しばらくそれを続けても、自分に痛みを感じることは無かった。痛覚も先読みに回す、なんてことはまだやっていないつもりだ。
「……時間経ちましたよね。以上」
目を開く。自分が無傷であることを確認し、来るであろう頭痛に備える。後頭部を殴られたかのような頭痛が一発。最初の鈍器で殴られたかのような頭痛よりは格段に軽くなっているため、自分が成長したと確信できた。すぐに電探を切り、頭痛を止める。少しはクールダウンした方がいいだろう。

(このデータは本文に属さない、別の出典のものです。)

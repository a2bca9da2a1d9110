//! The linker driver: input registration, the resolution fixpoint with
//! archive demand loading, COMMON lowering, and orchestration of
//! layout and relocation.

use std::borrow::Cow;

use bstr::BString;

use rivet_object::align::align_up;
use rivet_object::elf64::Machine;

use crate::{
    backend::{self, Backend},
    diag::{Frame, Reporter},
    frontend::Registry,
    image::{Image, ReportedSymbol},
    ir::{
        Binding, FileId, MemberId, ObjectFile, Section, SectionId, SectionKind, SymbolId,
        SymbolState,
    },
    Context, Error,
};

/// Where and how the image is laid out.
#[derive(Debug, Clone, Copy)]
pub struct LayoutOptions {
    /// Base virtual address of the image.
    pub base: u64,
    /// Page size groups are padded to.
    pub page_size: u64,
}

impl Default for LayoutOptions {
    fn default() -> Self {
        Self { base: 0x400000, page_size: 0x1000 }
    }
}

/// What a successful link produces.
#[derive(Debug)]
pub struct LinkOutput {
    /// The machine architecture of the link.
    pub machine: Machine,
    /// The laid-out, fully relocated image.
    pub image: Image,
    /// The symbol report: every global with its resolved address.
    pub symbols: Vec<ReportedSymbol>,
}

/// The linker.
///
/// Feed it inputs with [`Linker::add_input`], then call
/// [`Linker::link`].
pub struct Linker<'a> {
    registry: Registry,
    ctx: Context<'a>,
    machine: Option<Machine>,
}

impl<'a> Linker<'a> {
    /// A linker with the built-in front-ends.
    pub fn new(reporter: Reporter) -> Self {
        Self::with_registry(Registry::builtins(), reporter)
    }

    /// A linker dispatching over a caller-provided front-end registry.
    pub fn with_registry(registry: Registry, reporter: Reporter) -> Self {
        Self { registry, ctx: Context::new(reporter), machine: None }
    }

    /// Read access to the context, mainly for inspection in tests and
    /// reporting tools.
    pub fn context(&self) -> &Context<'a> {
        &self.ctx
    }

    /// Register one command-line input: an archive or an object file.
    ///
    /// Archive front-ends probe first; their magic is more specific
    /// than the object formats'.
    pub fn add_input(&mut self, name: &str, bytes: &'a [u8]) -> Result<(), Error> {
        let reporter = self.ctx.reporter.clone();
        let _file = reporter.scope(Frame::file(name));

        if let Some(frontend) = self.registry.probe_archive(bytes) {
            reporter.trace(format_args!("front-end '{}' accepted the archive", frontend.name()));
            frontend.parse(&mut self.ctx, name, bytes)?;

            return Ok(());
        }

        if self.registry.probe_object(bytes).is_some() {
            let file = self.add_object(name, bytes)?;
            self.ctx.unprocessed.push(file);

            return Ok(());
        }

        reporter.error("unrecognized file format");
        Err(Error::UnrecognizedFormat(name.to_string()))
    }

    /// Parse an object (command-line input or archive member), keeping
    /// the link machine consistent.
    fn add_object(&mut self, name: &str, bytes: &'a [u8]) -> Result<FileId, Error> {
        let (frontend, machine) = self
            .registry
            .probe_object(bytes)
            .ok_or_else(|| Error::UnrecognizedFormat(name.to_string()))?;

        self.ctx
            .reporter
            .trace(format_args!("front-end '{}' accepted the object file", frontend.name()));

        match self.machine {
            None => self.machine = Some(machine),
            Some(expected) if expected != machine => {
                return Err(Error::MachineMismatch {
                    file: name.to_string(),
                    machine: machine.to_string(),
                    expected: expected.to_string(),
                });
            }
            Some(_) => {}
        }

        frontend.parse(&mut self.ctx, name, bytes)
    }

    /// The archive member that would define `symbol` and has not been
    /// materialized yet.
    fn find_loadable_member(&self, symbol: &BString) -> Option<(usize, MemberId)> {
        self.ctx.archives.iter().enumerate().find_map(|(archive_index, archive)| {
            let member = archive.find_symbol(symbol.as_ref())?;

            archive.member(member).object.is_none().then_some((archive_index, member))
        })
    }

    /// Parse an archive member into an object file and queue it for
    /// resolution. The materialization edge is set exactly once.
    fn materialize(&mut self, archive_index: usize, member: MemberId) -> Result<FileId, Error> {
        let archive = &self.ctx.archives[archive_index];
        let name = archive.member_display_name(member);
        let bytes = archive.member_bytes(member);

        let reporter = self.ctx.reporter.clone();
        let _file = reporter.scope(Frame::file(name.clone()));

        let file = self.add_object(&name, bytes)?;
        self.ctx.archives[archive_index].member_mut(member).object = Some(file);
        self.ctx.unprocessed.push(file);

        Ok(file)
    }

    /// Resolve the global map to a fixpoint.
    ///
    /// Unprocessed files are drained as a queue. Each file is scanned
    /// once, completely: for every still-undefined non-weak global in
    /// its table, the archives are asked for a defining member, which
    /// is materialized and appended to the queue. One scan per file
    /// suffices — local tables alias the global map, so a symbol
    /// defined by a member loaded mid-scan reads as defined for the
    /// rest of the scan. Draining in order also keeps the processed
    /// list (and with it the layout) in registration order.
    fn resolve(&mut self) -> Result<(), Error> {
        let mut cursor = 0;

        while cursor < self.ctx.unprocessed.len() {
            let file_id = self.ctx.unprocessed[cursor];
            cursor += 1;

            let reporter = self.ctx.reporter.clone();
            let _file = reporter.scope(Frame::file(self.ctx.file(file_id).name.clone()));

            let locals: Vec<SymbolId> =
                self.ctx.file(file_id).symbols.iter().map(|(_, &id)| id).collect();

            for symbol_id in locals {
                let symbol = self.ctx.symbol(symbol_id);

                // Weak references do not demand loading; unresolved
                // they settle at address zero.
                if symbol.binding != Binding::Global || !symbol.is_undefined() {
                    continue;
                }

                let name = symbol.name.clone();
                reporter.trace(format_args!("symbol `{name}` is undefined"));

                if let Some((archive_index, member)) = self.find_loadable_member(&name) {
                    reporter.debug(format_args!("`{name}` found in an archive, loading member"));
                    self.materialize(archive_index, member)?;
                }
            }
        }

        let scanned = std::mem::take(&mut self.ctx.unprocessed);
        self.ctx.processed.extend(scanned);

        // Every unresolved non-weak global is reported, then the link
        // fails once.
        let unresolved: Vec<BString> = self
            .ctx
            .globals
            .iter()
            .filter_map(|(name, id)| {
                let symbol = self.ctx.symbol(id);

                (symbol.is_undefined() && symbol.binding != Binding::Weak)
                    .then(|| BString::from(name))
            })
            .collect();

        if let Some(first) = unresolved.first() {
            for name in &unresolved {
                self.ctx.reporter.error(format_args!("undefined reference to `{name}`"));
            }

            return Err(Error::UndefinedReferences {
                count: unresolved.len(),
                symbol: first.to_string(),
            });
        }

        // All symbols are settled; the archives have served their
        // purpose (materialized members live on as object files).
        self.ctx.archives.clear();

        Ok(())
    }

    /// Lower every COMMON symbol into one synthetic zero-initialized
    /// section, so layout and address resolution see only defined
    /// symbols.
    fn lower_commons(&mut self) {
        let commons: Vec<(SymbolId, u64, u64)> = self
            .ctx
            .globals
            .iter()
            .filter_map(|(_, id)| match self.ctx.symbol(id).state {
                SymbolState::Common { size, align } => Some((id, size, align)),
                _ => None,
            })
            .collect();

        if commons.is_empty() {
            return;
        }

        let machine = self.machine.unwrap_or(Machine::Other(0));
        let file = self.ctx.add_file(ObjectFile::new("*commons*", machine));

        let section = self.ctx.add_section(Section {
            file,
            input_index: 1,
            name: BString::from("*commons*"),
            kind: SectionKind::Zero,
            align: 1,
            size: 0,
            content: Cow::Borrowed(&[]),
            relocs: Vec::new(),
            vaddr: None,
        });

        let mut cursor = 0;
        let mut max_align = 1;

        for (symbol_id, size, align) in commons {
            let align = align.max(1);
            let offset = align_up(cursor, align);

            self.ctx.reporter.trace(format_args!(
                "common `{}` lowered to zero section offset {offset:#x}",
                self.ctx.symbol(symbol_id).name
            ));

            let symbol = self.ctx.symbol_mut(symbol_id);
            symbol.state = SymbolState::Defined { section: Some(section), offset, size };
            symbol.definer = Some(file);

            cursor = offset + size;
            max_align = max_align.max(align);
        }

        let zero_section = self.ctx.section_mut(section);
        zero_section.size = cursor;
        zero_section.align = max_align;

        // The synthetic file takes part in layout like any processed
        // input.
        let _ = self.ctx.file_mut(file).sections.insert(1, section);
        self.ctx.processed.push(file);
    }

    /// Copy each group's sections into its contents buffer and apply
    /// their relocations.
    ///
    /// A failing relocation stops the patching of its section and is
    /// reported once; the remaining sections are still patched so all
    /// diagnostics surface in one run.
    fn relocate(&self, image: &mut Image, backend: &dyn Backend) -> Result<(), Error> {
        let reporter = self.ctx.reporter.clone();
        let mut first_failure = None;

        for group in &mut image.groups {
            if group.kind == SectionKind::Zero {
                continue;
            }

            let mut content =
                vec![0u8; usize::try_from(group.size).expect("group exceeds the address space")];

            for &section_id in &group.sections {
                let section = self.ctx.section(section_id);
                let start = (section.address() - group.vaddr) as usize;
                content[start..start + section.content.len()].copy_from_slice(&section.content);
            }

            for &section_id in &group.sections {
                let section = self.ctx.section(section_id);
                let file_name = self.ctx.file(section.file).name.clone();
                let _file = reporter.scope(Frame::file(file_name));

                let start = (section.address() - group.vaddr) as usize;
                let window = &mut content[start..start + section.size as usize];

                if let Err(error) = self.patch_section(section_id, window, backend) {
                    if first_failure.is_none() {
                        first_failure = Some(error);
                    }
                }
            }

            group.content = content;
        }

        match first_failure {
            None => Ok(()),
            Some(error) => Err(error),
        }
    }

    /// Apply every relocation of one section into `window` (the
    /// section's bytes within its group buffer).
    fn patch_section(
        &self,
        section_id: SectionId,
        window: &mut [u8],
        backend: &dyn Backend,
    ) -> Result<(), Error> {
        let reporter = self.ctx.reporter.clone();
        let section = self.ctx.section(section_id);

        for reloc in &section.relocs {
            let _site = reporter.scope(Frame::section(section.name.to_string()).at(reloc.offset));

            let target = self.ctx.symbol(reloc.target);
            let failure = |detail: String| Error::Relocation {
                section: section.name.to_string(),
                offset: reloc.offset,
                symbol: target.name.to_string(),
                detail,
            };

            let width = match backend.width(reloc.r#type) {
                Some(width) => width,
                None => {
                    let error = failure(format!("unknown relocation type {:#x}", reloc.r#type));
                    reporter.error(&error);
                    return Err(error);
                }
            };

            if reloc.offset.checked_add(width).map_or(true, |end| end > section.size) {
                let error = failure("the patch site is outside the section".to_string());
                reporter.error(&error);
                return Err(error);
            }

            let target_vaddr = target.vaddr.unwrap_or(0);

            if let Err(backend_error) = backend.apply(
                window,
                reloc.offset,
                section.address(),
                target_vaddr,
                reloc.addend,
                reloc.r#type,
            ) {
                let error = failure(backend_error.to_string());
                reporter.error(&error);
                return Err(error);
            }
        }

        Ok(())
    }

    /// Run the pipeline: resolve, lower commons, lay out, relocate.
    pub fn link(mut self, options: LayoutOptions) -> Result<LinkOutput, Error> {
        if self.ctx.file_count() == 0 {
            self.ctx.reporter.fatal("no input object files");
            return Err(Error::NoInputFiles);
        }

        self.resolve()?;

        let machine = self.machine.ok_or(Error::NoInputFiles)?;
        let backend = backend::lookup(machine)
            .ok_or_else(|| Error::UnsupportedMachine(machine.to_string()))?;

        self.lower_commons();

        let mut image =
            self.ctx.build_image(options.base, options.page_size, backend.cpu_alignment());

        debug_assert!(image.check(&self.ctx));

        self.relocate(&mut image, backend)?;

        let symbols = self.ctx.symbol_report();

        Ok(LinkOutput { machine, image, symbols })
    }
}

「ありがとうございました。自分が成長できたことがわかりました」
「本当に当てられないなんて……」
北上さんとの
「よくやってくれたよ朝潮ー。あたしに勝って上機嫌な神通を折ってくれたのは偉いね」
「そんなつもりは無いんですけど」
「いやいや、大したもんだ。五感のいくつかを先読みに使うなんて、もう何か違うところ行ってるよ」
ここで驕ってはいけないのだが、やりたいことができたというのはとても気分がいい。だが、まだ相手は1人、コントロールする対象も自分だ。これを複数の相手に対し、味方複数をコントロールできるようになれば完璧。
「次は当てますから」
「勘弁してください。ただでさえまだ完璧とは言えないのに、神通さん相手は負担が大きすぎます」
「二水戦旗艦様が子供虐めとは、堕ちたもんだねぇ」
「北上さん、2戦目です。減らず口を叩けなくしてあげます」
また
成果が確認できたのは良かった。自信に繋がるし、間違ってなかったと自分を納得させられる。この力をもっと鍛えていけば、皆を守ることができるだろう。
攻撃できない私が選んだ、最良の道。全員のサポート、背中の目、その全てに繋がる。これが私の、誰にでも自慢ができる生き方だ。
ここの神通は無駄に喧嘩っぱやくなってしまってますが、史実を性格に反映させると、神通は割と乱暴でもいいくらいなはず。